Los vecinos de Palavea plantan cara a los okupas

alberto mahía A CORUÑA / LA VOZ

A CORUÑA

CESAR QUIAN

Desde que residentes del barrio se enfrentaron a ellos hace unas semanas, los usurpadores solo se pelean entre sí

15 may 2021 . Actualizado a las 05:00 h.

Ya la cosa pasó de castaño a oscuro y la paciencia se agotó. Los vecinos de Palavea pararon los pies, las manos y la boca a los okupas del barrio. Fue hace unas semanas, cuando varios de los «indeseables» tenían acorralados a unos residentes. Los amenazaban y atemorizaban a gritos. Un grupo de personas que se encontraban muy cerca, en el bar, corrieron hacia la trifulca y les plantaron cara. Les cantaron las cuarenta y les advirtieron de que «nunca más» se les ocurriera meterse con nadie de la zona. Que hicieran lo que quisieran en los pisos que se apropiaron, pero en la calle, «calladitos». Y si había un robo en el barrio, rendirían cuentas con ellos. Los acongojaron de tal manera, que desde entonces, cuando tienen ganas de pelea, se pegan entre ellos. Ya no bajan a la calle a decirle a una vecina que le van a quemar su casa con ella dentro. Ni abanican un puñal frente a un residente. Asumieron hasta tal punto las palabras de la gente del barrio que ni siquiera lo pasean ni van a tomar un café al bar.

Así fue como se volvieron mansos con el vecindario los que habitan los tres edificios ocupados de la calle Bustos. Ganada esa batalla que se alargó muchos años, ahora los problemas se los buscan entre ellos. Esta semana tuvo que acudir hasta en cinco ocasiones la policía. Tanto el 091 como el 092. Los agentes, alertados por vecinos, se presentaron en los edificios una vez el lunes, dos el miércoles y otras tantas el jueves. Por lo mismo. Por discusiones no ya subidas de tono, sino por haber armas de por medio.

«Estamos convencidos de que un día va a ocurrir una desgracia. Porque ya son muchas veces las que se estuvo a punto», dice un vecino que, aunque más tranquilo, prefiere guardar su anonimato.

El problema viene de lejos. Hace diez años, cuando la promotora suspendió pagos y abandonó los edificios -a falta de algún pequeño detalle, ya estaban preparados para vivir- pronto una de las viviendas fue ocupada. Con el paso del tiempo, fueron llegando más personas a esos pisos. «Al principio, no había altercados, pero luego empezó a sumarse gente problemática, con problemas con las drogas, y ahí empezó el calvario», cuenta una mujer. Y los dos últimos años la situación se volvió insostenible. Sobre todo, cuando los okupas culparon a los vecinos de que les ponían silicona en la cerradura cuando no estaban o les destrozaban los portales. Desde entonces, comenzaron los enfrentamientos, zanjados hace unas semanas cuando parte del vecindario decidió coger el toro por los cuernos y decirles cuatro cosas.
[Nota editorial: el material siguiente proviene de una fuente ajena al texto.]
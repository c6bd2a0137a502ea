//! Playback configuration

use std::path::Path;

use serde::{Deserialize, Serialize};

use super::types::Result;

/// Default cross-fade time used by one-shot returns and `play` helpers (seconds)
pub const DEFAULT_BLEND_TIME: f32 = 0.3;

/// Rate assumed when a clip file carries a non-positive ticks-per-second value
pub const DEFAULT_TICKS_PER_SECOND: f32 = 25.0;

/// Defaults shared by animation layers
#[derive(Clone, Debug, PartialEq, Serialize, Deserialize)]
#[serde(default)]
pub struct AnimationConfig {
    /// Blend time used when a one-shot clip returns to its previous clip
    pub default_blend_time: f32,
    /// Multiplier applied to every `update` delta
    pub global_speed: f32,
    /// Fallback rate for clips without a usable ticks-per-second value
    pub default_ticks_per_second: f32,
}

impl Default for AnimationConfig {
    fn default() -> Self {
        Self {
            default_blend_time: DEFAULT_BLEND_TIME,
            global_speed: 1.0,
            default_ticks_per_second: DEFAULT_TICKS_PER_SECOND,
        }
    }
}

impl AnimationConfig {
    /// Parse a config from JSON; missing fields take their defaults
    pub fn from_json_str(json: &str) -> Result<Self> {
        Ok(serde_json::from_str(json)?)
    }

    /// Load a JSON config file
    pub fn load(path: impl AsRef<Path>) -> Result<Self> {
        let text = std::fs::read_to_string(path)?;
        Self::from_json_str(&text)
    }

    /// Serialize to pretty-printed JSON
    pub fn to_json_string(&self) -> Result<String> {
        Ok(serde_json::to_string_pretty(self)?)
    }
}

#[cfg(test)]
mod tests {
    use super::*;

    #[test]
    fn test_defaults() {
        let config = AnimationConfig::default();
        assert_eq!(config.default_blend_time, 0.3);
        assert_eq!(config.global_speed, 1.0);
        assert_eq!(config.default_ticks_per_second, 25.0);
    }

    #[test]
    fn test_partial_json_uses_defaults() {
        let config = AnimationConfig::from_json_str(r#"{ "global_speed": 2.0 }"#).unwrap();
        assert_eq!(config.global_speed, 2.0);
        assert_eq!(config.default_blend_time, DEFAULT_BLEND_TIME);
    }

    #[test]
    fn test_invalid_json() {
        let result = AnimationConfig::from_json_str("{ not json");
        assert!(matches!(result, Err(crate::core::Error::Config(_))));
    }

    #[test]
    fn test_load_from_file() {
        let dir = tempfile::tempdir().unwrap();
        let path = dir.path().join("anim.json");
        let config = AnimationConfig {
            default_blend_time: 0.5,
            ..Default::default()
        };
        std::fs::write(&path, config.to_json_string().unwrap()).unwrap();

        let loaded = AnimationConfig::load(&path).unwrap();
        assert_eq!(loaded, config);
    }
}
Ahora, el siguiente paso es que se vayan. Pero ni ellos ni la policía ni las autoridades municipales pueden hacer nada al respecto más que esperar a que se resuelvan los procesos judiciales abiertos para su desahucio. Y no parece que eso llegue pronto.

En estos momentos, serán unos diez los pisos ocupados. En uno de ellos hay una pareja con tres niños. De los tres portales, uno está cerrado con tablones de madera sobre los que pegaron un cartel que con los nombres, los pisos y los teléfonos de sus residentes «porque no funciona el telefonillo». El que los quiera visitar, deberá llamarles al móvil para que les bajen a abrir.

En él viven tres parejas. Y, supuestamente, el hombre que se nombró a sí mismo como el dueño de todo. Es el que engancha la luz y subarrienda las viviendas por cien euros. Eso incluye el enganche a la luz.

De los 58 pisos, solo seis tienen dueño como tal en el Registro de la Propiedad. Los 55 restantes, repartidos en los diferentes portales del bloque, están en manos de la Sareb.